France | France, Cour administrative d'appel de Marseille, 6ème chambre, 05 juin 2023, 21MA02090


Vu la procédure suivante :

Procédure contentieuse antérieure :

Mme B... A... a demandé au tribunal administratif de Marseille de condamner l'Etat, à titre principal, à lui payer la somme de 113 693,38 euros, assortie des intérêts légaux et de la capitalisation des intérêts, en réparation des préjudices liés à la perte du bénéfice du concours d'accès à l'échelle de rémunération des professeurs certifiés (CAER-CAPES) de lettres modernes de la session 2016 ; de condamner l'Etat, à titre subsidiaire, à lui payer la somme de 58 794,24 euros assortie des intér

êts légaux et de la capitalisation des intérêts en réparation des préjudices liés à l...
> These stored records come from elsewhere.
//! Declared callable signatures and argument binding.
//!
//! A [`Signature`] lists a callable's parameter names in declaration
//! order, each optionally carrying a default. [`Signature::bind`] maps one
//! invocation's [`CallArgs`] onto the declared parameters, producing the
//! ordered name→value [`Params`] map that goes on the wire — including
//! defaults the caller did not pass, exactly as the callable will see
//! them.

use serde_json::Value;

use oplink_events::Params;

use crate::args::CallArgs;
use crate::errors::{BindError, RESERVED_SESSION_KEY};

/// One declared parameter.
#[derive(Clone, Debug)]
struct ParamSpec {
    name: String,
    default: Option<Value>,
}

/// A callable's identifying name and ordered parameter list.
#[derive(Clone, Debug)]
pub struct Signature {
    name: String,
    params: Vec<ParamSpec>,
}

impl Signature {
    /// Start a signature for the callable with the given identifying name.
    #[must_use]
    pub fn new(name: impl Into<String>) -> Self {
        Self {
            name: name.into(),
            params: Vec::new(),
        }
    }

    /// Declare a required parameter (no default).
    #[must_use]
    pub fn param(mut self, name: impl Into<String>) -> Self {
        self.params.push(ParamSpec {
            name: name.into(),
            default: None,
        });
        self
    }

    /// Declare a parameter with a default value.
    #[must_use]
    pub fn param_with_default(mut self, name: impl Into<String>, default: impl Into<Value>) -> Self {
        self.params.push(ParamSpec {
            name: name.into(),
            default: Some(default.into()),
        });
        self
    }

    /// The callable's identifying name (the default `action_type`).
    #[must_use]
    pub fn name(&self) -> &str {
        &self.name
    }

    /// Number of declared parameters.
    #[must_use]
    pub fn arity(&self) -> usize {
        self.params.len()
    }

    /// Bind one invocation's arguments against this signature.
    ///
    /// Positional values fill parameters in declaration order, keywords
    /// fill by name, unfilled parameters take their defaults. The result
    /// preserves declaration order regardless of how values were passed.
    /// The reserved `session` key is rejected — routing goes through
    /// [`CallArgs::session`](crate::CallArgs::session), never the
    /// parameter map.
    pub fn bind(&self, args: &CallArgs) -> Result<Params, BindError> {
        let positional = args.positional();
        if positional.len() > self.params.len() {
            return Err(BindError::TooManyPositional {
                callable: self.name.clone(),
                declared: self.params.len(),
                given: positional.len(),
            });
        }

        let mut bound: Vec<Option<Value>> = vec![None; self.params.len()];
        for (slot, value) in bound.iter_mut().zip(positional.iter()) {
            *slot = Some(value.clone());
        }

        for (name, value) in args.keyword() {
            if name == RESERVED_SESSION_KEY {
                return Err(BindError::ReservedName);
            }
            let index = self
                .params
                .iter()
                .position(|p| p.name == *name)
                .ok_or_else(|| BindError::UnknownParameter {
                    callable: self.name.clone(),
                    name: name.clone(),
                })?;
            if bound[index].is_some() {
                return Err(BindError::DuplicateValue {
                    callable: self.name.clone(),
                    name: name.clone(),
                });
            }
            bound[index] = Some(value.clone());
        }

        let mut params = Params::new();
        for (spec, value) in self.params.iter().zip(bound) {
            let value = match value.or_else(|| spec.default.clone()) {
                Some(v) => v,
                None => {
                    return Err(BindError::MissingParameter {
                        callable: self.name.clone(),
                        name: spec.name.clone(),
                    });
                }
            };
            let _ = params.insert(spec.name.clone(), value);
        }
        Ok(params)
    }
}

// ─────────────────────────────────────────────────────────────────────────────
// Tests
// ─────────────────────────────────────────────────────────────────────────────
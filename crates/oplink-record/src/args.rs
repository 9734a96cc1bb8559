//! Per-invocation argument bundles.
//!
//! [`CallArgs`] carries the values for one invocation of a recorded
//! callable: positional values, keyword values, and the optional typed
//! `session` route. The route is the Rust rendering of the reserved
//! `session` keyword — it never reaches the callable's parameters.

use std::sync::Arc;

use serde_json::Value;

use oplink_session::Session;

/// Arguments for one invocation of a recorded callable.
#[derive(Clone, Default)]
pub struct CallArgs {
    positional: Vec<Value>,
    keyword: Vec<(String, Value)>,
    session: Option<Arc<Session>>,
}

impl CallArgs {
    /// Empty argument bundle.
    #[must_use]
    pub fn new() -> Self {
        Self::default()
    }

    /// Append a positional value.
    #[must_use]
    pub fn arg(mut self, value: impl Into<Value>) -> Self {
        self.positional.push(value.into());
        self
    }

    /// Append a keyword value.
    #[must_use]
    pub fn kwarg(mut self, name: impl Into<String>, value: impl Into<Value>) -> Self {
        self.keyword.push((name.into(), value.into()));
        self
    }

    /// Route the recorded event to an explicit session.
    ///
    /// Required whenever more than one session is active; stripped before
    /// the callable runs.
    #[must_use]
    pub fn session(mut self, session: &Arc<Session>) -> Self {
        self.session = Some(session.clone());
        self
    }

    /// Positional values, in order.
    #[must_use]
    pub fn positional(&self) -> &[Value] {
        &self.positional
    }

    /// Keyword values, in the order given.
    #[must_use]
    pub fn keyword(&self) -> &[(String, Value)] {
        &self.keyword
    }

    /// The explicit session route, if any.
    #[must_use]
    pub fn session_route(&self) -> Option<&Arc<Session>> {
        self.session.as_ref()
    }
}

impl std::fmt::Debug for CallArgs {
    fn fmt(&self, f: &mut std::fmt::Formatter<'_>) -> std::fmt::Result {
        f.debug_struct("CallArgs")
            .field("positional", &self.positional)
            .field("keyword", &self.keyword)
            .field("session", &self.session.as_ref().map(|s| s.id().clone()))
            .finish()
    }
}

// ─────────────────────────────────────────────────────────────────────────────
// Tests
// ─────────────────────────────────────────────────────────────────────────────

#[cfg(test)]
mod tests {
    use super::*;
    use serde_json::json;

    #[test]
    fn builder_collects_in_order() {
        let args = CallArgs::new().arg(1).arg("two").kwarg("z", json!([3]));
        assert_eq!(args.positional(), &[json!(1), json!("two")]);
        assert_eq!(args.keyword(), &[("z".to_owned(), json!([3]))]);
        assert!(args.session_route().is_none());
    }

    #[test]
    fn empty_args() {
        let args = CallArgs::new();
        assert!(args.positional().is_empty());
        assert!(args.keyword().is_empty());
    }

    #[test]
    fn debug_omits_buffer_internals() {
        let args = CallArgs::new().arg(1);
        let rendered = format!("{args:?}");
        assert!(rendered.contains("positional"));
    }
}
Vu la procédure suivante :

Procédure contentieuse antérieure :

Mme B... A... a demandé au tribunal administratif de Marseille de condamner l'Etat, à titre principal, à lui payer la somme de 113 693,38 euros, assortie des intérêts légaux et de la capitalisation des intérêts, en réparation des préjudices liés à la perte du bénéfice du concours d'accès à l'échelle de rémunération des professeurs certifiés (CAER-CAPES) de lettres modernes de la session 2016 ; de condamner l'Etat, à titre subsidiaire, à lui payer la somme de 58 794,24 euros assortie des intérêts légaux et de la capitalisation des intérêts en réparation des préjudices liés à la perte du bénéfice d'un contrat à durée indéterminée ; de condamner l'Etat à lui payer la somme de 6 609 euros au titre de ses frais d'installation et à lui payer la somme de 8 000 euros en réparation du préjudice moral et des troubles dans les conditions d'existence qu'elle a subis.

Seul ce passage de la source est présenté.